Nothing below is to be printed except the lines between the line holding "pub fn returning(plan: Vec<MilestonePlan>)" and the line holding "pub fn calls(&self)", inclusive, each exactly as it appears.
===== Data records =====
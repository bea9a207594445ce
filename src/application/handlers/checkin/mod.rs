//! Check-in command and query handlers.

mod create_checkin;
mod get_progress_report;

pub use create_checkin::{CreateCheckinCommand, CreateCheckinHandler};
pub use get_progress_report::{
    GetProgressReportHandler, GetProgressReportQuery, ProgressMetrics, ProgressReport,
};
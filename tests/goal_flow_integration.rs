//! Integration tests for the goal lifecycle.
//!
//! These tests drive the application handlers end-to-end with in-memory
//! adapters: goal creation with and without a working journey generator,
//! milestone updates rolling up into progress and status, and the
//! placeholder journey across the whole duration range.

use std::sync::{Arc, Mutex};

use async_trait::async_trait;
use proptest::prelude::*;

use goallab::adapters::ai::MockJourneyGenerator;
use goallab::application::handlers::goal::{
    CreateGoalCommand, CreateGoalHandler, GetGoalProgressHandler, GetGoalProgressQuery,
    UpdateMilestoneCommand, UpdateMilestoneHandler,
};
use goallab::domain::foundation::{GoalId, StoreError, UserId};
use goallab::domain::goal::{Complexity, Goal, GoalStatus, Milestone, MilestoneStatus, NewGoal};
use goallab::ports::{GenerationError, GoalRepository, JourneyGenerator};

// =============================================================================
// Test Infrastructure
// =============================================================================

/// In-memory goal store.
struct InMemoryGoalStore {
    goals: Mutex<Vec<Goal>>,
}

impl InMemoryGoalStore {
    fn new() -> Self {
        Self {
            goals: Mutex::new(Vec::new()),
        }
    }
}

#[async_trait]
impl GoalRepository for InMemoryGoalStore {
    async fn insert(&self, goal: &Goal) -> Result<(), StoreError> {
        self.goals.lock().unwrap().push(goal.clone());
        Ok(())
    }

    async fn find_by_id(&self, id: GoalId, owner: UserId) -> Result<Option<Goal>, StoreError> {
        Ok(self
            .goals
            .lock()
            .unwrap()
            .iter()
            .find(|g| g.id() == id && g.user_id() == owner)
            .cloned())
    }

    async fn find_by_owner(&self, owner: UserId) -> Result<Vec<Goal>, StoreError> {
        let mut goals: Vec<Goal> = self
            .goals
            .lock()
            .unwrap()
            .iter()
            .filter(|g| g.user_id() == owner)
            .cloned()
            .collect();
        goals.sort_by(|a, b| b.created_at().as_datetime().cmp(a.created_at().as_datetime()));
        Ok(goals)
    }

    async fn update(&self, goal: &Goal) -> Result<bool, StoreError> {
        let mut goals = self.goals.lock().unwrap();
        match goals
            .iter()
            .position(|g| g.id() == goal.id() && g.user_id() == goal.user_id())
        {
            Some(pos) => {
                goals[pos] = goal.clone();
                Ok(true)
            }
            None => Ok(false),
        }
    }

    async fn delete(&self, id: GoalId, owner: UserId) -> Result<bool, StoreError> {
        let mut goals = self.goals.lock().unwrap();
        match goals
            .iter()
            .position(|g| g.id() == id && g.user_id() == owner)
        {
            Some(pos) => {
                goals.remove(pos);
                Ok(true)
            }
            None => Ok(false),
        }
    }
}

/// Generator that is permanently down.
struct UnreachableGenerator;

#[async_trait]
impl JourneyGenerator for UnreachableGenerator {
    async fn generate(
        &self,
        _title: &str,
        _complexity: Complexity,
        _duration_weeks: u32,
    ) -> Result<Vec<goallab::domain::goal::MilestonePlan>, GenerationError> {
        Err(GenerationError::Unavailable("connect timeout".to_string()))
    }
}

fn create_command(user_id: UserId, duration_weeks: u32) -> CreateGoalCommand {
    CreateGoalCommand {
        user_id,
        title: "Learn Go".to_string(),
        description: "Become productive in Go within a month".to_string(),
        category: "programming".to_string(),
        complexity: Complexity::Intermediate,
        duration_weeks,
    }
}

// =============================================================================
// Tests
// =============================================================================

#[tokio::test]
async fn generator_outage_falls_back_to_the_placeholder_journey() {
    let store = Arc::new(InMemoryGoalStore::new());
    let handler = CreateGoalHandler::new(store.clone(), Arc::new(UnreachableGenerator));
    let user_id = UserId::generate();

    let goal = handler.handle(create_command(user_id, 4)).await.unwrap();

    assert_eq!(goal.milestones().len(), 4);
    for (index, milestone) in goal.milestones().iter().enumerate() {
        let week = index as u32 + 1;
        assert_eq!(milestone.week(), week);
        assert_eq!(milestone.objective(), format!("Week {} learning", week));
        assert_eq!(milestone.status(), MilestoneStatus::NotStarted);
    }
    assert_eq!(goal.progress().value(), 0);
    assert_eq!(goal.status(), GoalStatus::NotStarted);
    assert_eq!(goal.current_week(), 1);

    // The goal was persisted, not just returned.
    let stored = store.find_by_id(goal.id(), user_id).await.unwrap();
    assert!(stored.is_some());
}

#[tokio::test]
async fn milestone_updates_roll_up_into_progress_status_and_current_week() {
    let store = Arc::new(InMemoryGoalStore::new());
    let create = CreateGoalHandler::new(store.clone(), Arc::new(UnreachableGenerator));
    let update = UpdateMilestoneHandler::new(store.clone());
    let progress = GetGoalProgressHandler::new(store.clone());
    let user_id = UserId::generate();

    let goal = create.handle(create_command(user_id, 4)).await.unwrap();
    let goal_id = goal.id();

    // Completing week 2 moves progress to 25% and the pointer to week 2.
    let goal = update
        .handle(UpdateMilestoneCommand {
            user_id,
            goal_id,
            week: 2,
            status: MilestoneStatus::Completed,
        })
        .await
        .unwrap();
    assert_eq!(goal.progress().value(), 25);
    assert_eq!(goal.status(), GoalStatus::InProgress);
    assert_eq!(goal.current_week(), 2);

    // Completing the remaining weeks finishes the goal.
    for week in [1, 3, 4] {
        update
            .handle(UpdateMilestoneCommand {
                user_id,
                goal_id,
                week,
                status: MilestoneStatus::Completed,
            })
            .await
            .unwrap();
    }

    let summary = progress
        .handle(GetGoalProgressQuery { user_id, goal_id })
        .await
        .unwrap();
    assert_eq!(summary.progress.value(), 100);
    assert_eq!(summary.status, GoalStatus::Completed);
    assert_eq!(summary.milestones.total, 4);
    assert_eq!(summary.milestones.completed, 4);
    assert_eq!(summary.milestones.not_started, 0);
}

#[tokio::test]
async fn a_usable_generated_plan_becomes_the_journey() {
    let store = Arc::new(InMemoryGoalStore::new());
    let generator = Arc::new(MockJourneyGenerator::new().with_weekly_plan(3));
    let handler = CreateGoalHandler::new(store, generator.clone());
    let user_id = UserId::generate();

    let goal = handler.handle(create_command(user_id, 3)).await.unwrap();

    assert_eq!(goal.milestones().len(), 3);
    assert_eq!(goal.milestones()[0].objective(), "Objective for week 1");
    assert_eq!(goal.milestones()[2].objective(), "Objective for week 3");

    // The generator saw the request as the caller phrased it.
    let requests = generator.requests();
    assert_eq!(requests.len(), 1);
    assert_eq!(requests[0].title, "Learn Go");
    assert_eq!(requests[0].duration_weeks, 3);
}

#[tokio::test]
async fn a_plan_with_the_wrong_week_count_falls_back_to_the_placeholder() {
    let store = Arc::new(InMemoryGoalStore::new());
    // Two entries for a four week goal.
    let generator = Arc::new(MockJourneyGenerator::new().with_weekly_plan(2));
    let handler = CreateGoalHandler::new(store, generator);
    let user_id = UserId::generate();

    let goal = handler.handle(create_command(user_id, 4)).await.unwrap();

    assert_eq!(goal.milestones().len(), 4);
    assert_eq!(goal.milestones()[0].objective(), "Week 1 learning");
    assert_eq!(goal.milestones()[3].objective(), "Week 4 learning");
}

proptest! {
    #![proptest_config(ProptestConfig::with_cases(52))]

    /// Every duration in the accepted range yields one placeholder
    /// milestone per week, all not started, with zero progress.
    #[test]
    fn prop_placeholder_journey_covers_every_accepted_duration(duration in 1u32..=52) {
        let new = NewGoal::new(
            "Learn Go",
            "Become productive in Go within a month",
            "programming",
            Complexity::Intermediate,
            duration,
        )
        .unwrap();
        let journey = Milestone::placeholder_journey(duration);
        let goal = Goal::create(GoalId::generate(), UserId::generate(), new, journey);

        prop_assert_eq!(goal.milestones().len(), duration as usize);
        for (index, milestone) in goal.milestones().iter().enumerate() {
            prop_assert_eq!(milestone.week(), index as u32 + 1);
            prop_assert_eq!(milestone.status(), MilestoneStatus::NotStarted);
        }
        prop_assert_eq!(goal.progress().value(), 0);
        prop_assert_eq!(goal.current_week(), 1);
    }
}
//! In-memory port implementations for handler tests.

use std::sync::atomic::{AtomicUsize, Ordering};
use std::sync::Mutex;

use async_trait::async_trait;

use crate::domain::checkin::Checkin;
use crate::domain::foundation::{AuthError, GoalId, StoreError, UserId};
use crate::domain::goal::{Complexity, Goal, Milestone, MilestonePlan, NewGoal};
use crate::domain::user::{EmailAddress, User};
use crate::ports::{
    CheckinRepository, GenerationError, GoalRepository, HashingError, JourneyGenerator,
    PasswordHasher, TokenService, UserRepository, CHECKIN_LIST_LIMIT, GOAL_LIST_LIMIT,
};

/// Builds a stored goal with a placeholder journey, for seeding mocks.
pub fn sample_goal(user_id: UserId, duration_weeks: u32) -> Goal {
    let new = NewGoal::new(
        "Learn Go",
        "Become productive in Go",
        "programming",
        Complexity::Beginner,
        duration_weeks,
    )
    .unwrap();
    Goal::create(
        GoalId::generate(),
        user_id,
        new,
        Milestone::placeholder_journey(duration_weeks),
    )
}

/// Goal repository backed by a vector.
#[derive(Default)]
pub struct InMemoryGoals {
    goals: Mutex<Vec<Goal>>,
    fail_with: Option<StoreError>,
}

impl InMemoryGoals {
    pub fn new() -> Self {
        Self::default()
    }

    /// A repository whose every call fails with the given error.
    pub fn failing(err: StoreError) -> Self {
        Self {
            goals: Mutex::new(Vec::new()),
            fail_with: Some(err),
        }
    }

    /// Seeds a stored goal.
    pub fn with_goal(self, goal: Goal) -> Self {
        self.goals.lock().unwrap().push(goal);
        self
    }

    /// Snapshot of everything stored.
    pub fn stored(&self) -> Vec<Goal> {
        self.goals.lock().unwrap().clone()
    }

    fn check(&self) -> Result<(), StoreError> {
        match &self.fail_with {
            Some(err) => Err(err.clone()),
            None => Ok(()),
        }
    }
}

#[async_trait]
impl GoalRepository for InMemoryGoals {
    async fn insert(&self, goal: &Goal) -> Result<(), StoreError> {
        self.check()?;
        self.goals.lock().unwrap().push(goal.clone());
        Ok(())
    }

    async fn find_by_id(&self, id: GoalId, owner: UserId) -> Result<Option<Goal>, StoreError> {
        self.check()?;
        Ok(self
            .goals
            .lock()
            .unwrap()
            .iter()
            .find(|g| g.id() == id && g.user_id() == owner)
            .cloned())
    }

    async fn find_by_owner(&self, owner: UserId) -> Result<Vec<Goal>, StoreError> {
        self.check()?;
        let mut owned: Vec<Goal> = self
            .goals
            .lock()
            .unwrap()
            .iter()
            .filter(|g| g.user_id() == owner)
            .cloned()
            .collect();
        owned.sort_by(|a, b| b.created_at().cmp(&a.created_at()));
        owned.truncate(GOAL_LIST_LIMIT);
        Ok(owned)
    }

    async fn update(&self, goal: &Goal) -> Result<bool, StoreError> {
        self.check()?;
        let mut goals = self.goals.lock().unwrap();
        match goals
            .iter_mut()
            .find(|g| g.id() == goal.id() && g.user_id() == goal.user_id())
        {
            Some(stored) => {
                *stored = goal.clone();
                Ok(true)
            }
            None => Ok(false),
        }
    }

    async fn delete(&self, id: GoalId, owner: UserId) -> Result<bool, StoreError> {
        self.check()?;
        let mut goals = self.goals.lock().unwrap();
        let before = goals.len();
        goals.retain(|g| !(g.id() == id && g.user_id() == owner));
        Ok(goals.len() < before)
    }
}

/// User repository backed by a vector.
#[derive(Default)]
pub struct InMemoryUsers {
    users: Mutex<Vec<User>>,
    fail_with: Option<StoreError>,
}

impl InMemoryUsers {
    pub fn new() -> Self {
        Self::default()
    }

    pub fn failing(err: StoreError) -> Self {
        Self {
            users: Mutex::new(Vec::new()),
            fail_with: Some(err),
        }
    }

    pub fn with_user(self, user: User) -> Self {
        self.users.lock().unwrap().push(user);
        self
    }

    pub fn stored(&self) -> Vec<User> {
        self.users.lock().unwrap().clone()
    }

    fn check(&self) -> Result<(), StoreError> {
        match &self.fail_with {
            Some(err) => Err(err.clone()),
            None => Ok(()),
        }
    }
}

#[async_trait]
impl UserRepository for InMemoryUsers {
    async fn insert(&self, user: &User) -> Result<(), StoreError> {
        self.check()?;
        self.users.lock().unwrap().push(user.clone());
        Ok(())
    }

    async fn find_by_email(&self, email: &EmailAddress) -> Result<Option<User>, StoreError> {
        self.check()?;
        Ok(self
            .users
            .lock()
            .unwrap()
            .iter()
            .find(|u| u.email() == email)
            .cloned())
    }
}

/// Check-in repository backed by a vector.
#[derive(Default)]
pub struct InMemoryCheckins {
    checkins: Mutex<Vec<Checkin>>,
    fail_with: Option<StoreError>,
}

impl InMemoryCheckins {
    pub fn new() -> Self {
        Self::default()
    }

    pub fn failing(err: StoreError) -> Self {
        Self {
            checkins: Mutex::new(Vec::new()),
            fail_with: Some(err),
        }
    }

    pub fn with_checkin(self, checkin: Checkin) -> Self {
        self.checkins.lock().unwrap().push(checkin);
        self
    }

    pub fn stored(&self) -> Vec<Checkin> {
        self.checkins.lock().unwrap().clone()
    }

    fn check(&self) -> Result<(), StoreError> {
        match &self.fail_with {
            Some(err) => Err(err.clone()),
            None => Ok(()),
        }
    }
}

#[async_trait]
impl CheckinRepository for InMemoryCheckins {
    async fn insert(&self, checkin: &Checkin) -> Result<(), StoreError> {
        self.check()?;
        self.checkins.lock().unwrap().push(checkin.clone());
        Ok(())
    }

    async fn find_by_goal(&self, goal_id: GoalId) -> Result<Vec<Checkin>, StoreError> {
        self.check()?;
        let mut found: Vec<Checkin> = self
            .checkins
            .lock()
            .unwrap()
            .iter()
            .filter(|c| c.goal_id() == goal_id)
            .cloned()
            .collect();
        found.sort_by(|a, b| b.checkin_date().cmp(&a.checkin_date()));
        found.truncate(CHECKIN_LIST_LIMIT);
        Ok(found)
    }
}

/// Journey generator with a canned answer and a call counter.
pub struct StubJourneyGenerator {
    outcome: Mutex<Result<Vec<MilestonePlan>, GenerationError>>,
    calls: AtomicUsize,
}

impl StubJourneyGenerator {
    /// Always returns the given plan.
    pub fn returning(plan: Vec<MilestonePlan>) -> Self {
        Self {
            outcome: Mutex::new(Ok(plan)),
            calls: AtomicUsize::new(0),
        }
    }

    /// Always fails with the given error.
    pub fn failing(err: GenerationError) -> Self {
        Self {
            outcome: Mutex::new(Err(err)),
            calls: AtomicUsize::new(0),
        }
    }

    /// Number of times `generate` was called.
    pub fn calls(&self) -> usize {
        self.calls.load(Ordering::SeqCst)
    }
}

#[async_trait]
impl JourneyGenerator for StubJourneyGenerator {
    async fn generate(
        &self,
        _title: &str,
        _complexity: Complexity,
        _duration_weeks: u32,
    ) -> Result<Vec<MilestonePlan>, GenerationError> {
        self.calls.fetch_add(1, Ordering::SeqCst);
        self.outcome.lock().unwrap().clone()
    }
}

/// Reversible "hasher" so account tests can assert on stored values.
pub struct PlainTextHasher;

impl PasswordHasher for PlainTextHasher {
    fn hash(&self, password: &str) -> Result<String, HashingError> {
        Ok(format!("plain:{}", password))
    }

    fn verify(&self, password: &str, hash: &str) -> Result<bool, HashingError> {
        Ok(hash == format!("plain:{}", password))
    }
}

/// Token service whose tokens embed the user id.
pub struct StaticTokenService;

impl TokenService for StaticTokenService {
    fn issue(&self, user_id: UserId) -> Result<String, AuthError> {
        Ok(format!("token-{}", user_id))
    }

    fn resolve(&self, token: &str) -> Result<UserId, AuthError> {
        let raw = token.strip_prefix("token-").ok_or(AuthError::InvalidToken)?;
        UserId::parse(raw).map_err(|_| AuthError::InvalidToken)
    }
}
=====
Response below>
    pub fn returning(plan: Vec<MilestonePlan>) -> Self {
        Self {
            outcome: Mutex::new(Ok(plan)),
            calls: AtomicUsize::new(0),
        }
    }

    /// Always fails with the given error.
    pub fn failing(err: GenerationError) -> Self {
        Self {
            outcome: Mutex::new(Err(err)),
            calls: AtomicUsize::new(0),
        }
    }

    /// Number of times `generate` was called.
    pub fn calls(&self) -> usize {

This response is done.